Instructions to follow: Find the lines in the records that carry the word "collapse". Copy each one.

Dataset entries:
++++++++++
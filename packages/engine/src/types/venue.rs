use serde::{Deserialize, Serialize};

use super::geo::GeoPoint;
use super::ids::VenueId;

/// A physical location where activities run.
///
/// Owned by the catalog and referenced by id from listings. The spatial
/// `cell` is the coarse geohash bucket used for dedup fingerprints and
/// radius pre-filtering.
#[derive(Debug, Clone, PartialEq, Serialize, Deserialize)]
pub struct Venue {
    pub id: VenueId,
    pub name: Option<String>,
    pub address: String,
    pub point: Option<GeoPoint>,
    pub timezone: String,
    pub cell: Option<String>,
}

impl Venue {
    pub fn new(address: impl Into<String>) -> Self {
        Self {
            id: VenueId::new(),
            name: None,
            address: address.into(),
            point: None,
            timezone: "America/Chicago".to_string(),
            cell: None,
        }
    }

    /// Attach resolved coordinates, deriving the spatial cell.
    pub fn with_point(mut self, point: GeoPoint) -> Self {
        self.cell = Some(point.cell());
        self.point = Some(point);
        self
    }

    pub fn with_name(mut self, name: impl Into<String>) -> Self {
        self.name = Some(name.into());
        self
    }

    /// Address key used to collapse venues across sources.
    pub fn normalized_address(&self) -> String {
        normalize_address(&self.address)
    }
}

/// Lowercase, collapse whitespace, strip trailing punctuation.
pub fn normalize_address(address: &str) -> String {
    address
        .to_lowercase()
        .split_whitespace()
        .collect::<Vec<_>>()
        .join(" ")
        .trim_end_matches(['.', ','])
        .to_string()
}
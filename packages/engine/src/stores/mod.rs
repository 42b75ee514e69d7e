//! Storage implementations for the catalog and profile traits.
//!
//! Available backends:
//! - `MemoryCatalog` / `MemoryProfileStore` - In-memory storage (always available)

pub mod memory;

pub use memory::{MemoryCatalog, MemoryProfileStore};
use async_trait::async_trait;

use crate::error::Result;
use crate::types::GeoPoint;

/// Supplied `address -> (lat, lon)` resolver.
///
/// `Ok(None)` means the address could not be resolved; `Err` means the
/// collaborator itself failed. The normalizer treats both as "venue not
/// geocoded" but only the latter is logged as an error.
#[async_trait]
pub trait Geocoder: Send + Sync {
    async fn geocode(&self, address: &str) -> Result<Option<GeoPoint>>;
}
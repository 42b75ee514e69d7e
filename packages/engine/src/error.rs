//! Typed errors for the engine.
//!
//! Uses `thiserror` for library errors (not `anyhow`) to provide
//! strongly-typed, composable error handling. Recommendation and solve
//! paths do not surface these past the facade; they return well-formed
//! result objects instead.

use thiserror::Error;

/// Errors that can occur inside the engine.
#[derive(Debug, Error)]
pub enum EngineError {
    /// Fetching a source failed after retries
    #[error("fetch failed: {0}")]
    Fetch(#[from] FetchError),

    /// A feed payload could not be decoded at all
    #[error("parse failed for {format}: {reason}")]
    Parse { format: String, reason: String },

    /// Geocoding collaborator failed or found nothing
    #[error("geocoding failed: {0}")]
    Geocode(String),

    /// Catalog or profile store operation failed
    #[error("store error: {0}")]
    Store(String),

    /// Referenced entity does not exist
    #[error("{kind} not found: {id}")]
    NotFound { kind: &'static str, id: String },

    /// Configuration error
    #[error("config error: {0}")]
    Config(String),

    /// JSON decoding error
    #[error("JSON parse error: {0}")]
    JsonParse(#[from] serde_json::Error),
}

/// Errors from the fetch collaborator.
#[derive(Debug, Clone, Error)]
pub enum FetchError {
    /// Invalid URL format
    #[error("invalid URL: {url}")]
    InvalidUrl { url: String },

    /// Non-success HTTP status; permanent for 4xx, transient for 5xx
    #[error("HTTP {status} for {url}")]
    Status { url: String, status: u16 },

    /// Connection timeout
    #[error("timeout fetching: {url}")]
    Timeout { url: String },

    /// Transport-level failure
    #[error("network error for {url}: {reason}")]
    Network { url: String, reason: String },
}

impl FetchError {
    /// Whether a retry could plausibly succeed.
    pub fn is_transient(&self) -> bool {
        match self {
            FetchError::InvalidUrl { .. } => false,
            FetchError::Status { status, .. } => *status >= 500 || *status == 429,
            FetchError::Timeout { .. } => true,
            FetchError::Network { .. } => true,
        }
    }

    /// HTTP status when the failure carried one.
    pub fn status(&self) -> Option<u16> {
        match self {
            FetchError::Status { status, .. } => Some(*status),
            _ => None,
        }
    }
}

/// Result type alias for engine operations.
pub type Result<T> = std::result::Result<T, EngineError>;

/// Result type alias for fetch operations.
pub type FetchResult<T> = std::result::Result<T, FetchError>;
++++++++++
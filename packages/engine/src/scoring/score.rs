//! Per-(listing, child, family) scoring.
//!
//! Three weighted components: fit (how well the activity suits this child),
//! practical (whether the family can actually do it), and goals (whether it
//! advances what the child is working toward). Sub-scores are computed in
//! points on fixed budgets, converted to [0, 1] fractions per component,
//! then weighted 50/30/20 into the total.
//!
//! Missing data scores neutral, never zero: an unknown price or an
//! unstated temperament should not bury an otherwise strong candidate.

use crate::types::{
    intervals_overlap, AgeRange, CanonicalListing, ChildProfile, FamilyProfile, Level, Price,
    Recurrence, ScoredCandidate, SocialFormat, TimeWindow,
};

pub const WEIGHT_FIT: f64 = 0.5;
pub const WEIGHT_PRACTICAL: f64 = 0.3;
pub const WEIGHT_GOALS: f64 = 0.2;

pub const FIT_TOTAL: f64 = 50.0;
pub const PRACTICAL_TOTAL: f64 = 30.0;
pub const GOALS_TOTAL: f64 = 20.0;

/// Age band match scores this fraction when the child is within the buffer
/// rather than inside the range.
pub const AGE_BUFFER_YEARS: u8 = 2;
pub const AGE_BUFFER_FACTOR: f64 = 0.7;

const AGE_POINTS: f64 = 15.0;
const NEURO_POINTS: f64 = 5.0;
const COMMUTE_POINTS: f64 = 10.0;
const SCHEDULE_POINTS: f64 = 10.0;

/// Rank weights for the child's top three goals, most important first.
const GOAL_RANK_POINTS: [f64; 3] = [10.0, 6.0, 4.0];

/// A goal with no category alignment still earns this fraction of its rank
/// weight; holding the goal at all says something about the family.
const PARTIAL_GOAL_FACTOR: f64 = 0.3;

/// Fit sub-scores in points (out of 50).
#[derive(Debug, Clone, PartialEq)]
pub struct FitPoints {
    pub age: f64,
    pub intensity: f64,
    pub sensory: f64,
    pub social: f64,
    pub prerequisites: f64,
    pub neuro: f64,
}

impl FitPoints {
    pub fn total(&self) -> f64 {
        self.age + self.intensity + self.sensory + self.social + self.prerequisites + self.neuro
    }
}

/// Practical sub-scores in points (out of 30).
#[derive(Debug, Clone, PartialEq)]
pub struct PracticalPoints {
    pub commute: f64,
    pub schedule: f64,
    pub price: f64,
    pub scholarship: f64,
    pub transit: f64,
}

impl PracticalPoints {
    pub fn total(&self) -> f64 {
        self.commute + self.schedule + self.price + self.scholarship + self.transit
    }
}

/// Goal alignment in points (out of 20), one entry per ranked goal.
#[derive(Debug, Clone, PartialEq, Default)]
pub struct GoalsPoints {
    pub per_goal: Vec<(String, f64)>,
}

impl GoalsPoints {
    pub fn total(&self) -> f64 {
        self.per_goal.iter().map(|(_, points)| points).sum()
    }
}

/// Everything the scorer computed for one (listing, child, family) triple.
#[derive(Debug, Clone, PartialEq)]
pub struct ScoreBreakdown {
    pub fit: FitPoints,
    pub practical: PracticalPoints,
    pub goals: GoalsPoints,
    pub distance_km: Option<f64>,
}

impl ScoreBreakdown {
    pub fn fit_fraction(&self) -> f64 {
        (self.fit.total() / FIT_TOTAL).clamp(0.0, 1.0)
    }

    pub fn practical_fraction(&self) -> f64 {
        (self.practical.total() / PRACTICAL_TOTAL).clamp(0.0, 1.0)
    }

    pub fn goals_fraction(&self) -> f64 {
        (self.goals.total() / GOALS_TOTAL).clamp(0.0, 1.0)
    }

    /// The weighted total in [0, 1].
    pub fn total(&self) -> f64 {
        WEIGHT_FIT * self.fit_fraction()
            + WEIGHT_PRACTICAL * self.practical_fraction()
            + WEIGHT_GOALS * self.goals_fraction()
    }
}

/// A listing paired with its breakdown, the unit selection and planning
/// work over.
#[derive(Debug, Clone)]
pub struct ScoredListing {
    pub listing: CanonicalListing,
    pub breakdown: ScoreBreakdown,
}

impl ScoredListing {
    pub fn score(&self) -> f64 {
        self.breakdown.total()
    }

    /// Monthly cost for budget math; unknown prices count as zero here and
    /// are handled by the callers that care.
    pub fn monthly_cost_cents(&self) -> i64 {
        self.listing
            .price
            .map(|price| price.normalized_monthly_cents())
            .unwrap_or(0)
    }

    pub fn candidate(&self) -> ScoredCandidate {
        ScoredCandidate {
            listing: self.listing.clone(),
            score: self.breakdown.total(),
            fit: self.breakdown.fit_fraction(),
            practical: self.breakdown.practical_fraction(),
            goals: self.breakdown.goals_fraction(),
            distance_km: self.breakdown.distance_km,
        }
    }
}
++++++++++
Task output:
    /// Address key used to collapse venues across sources.
/// Lowercase, collapse whitespace, strip trailing punctuation.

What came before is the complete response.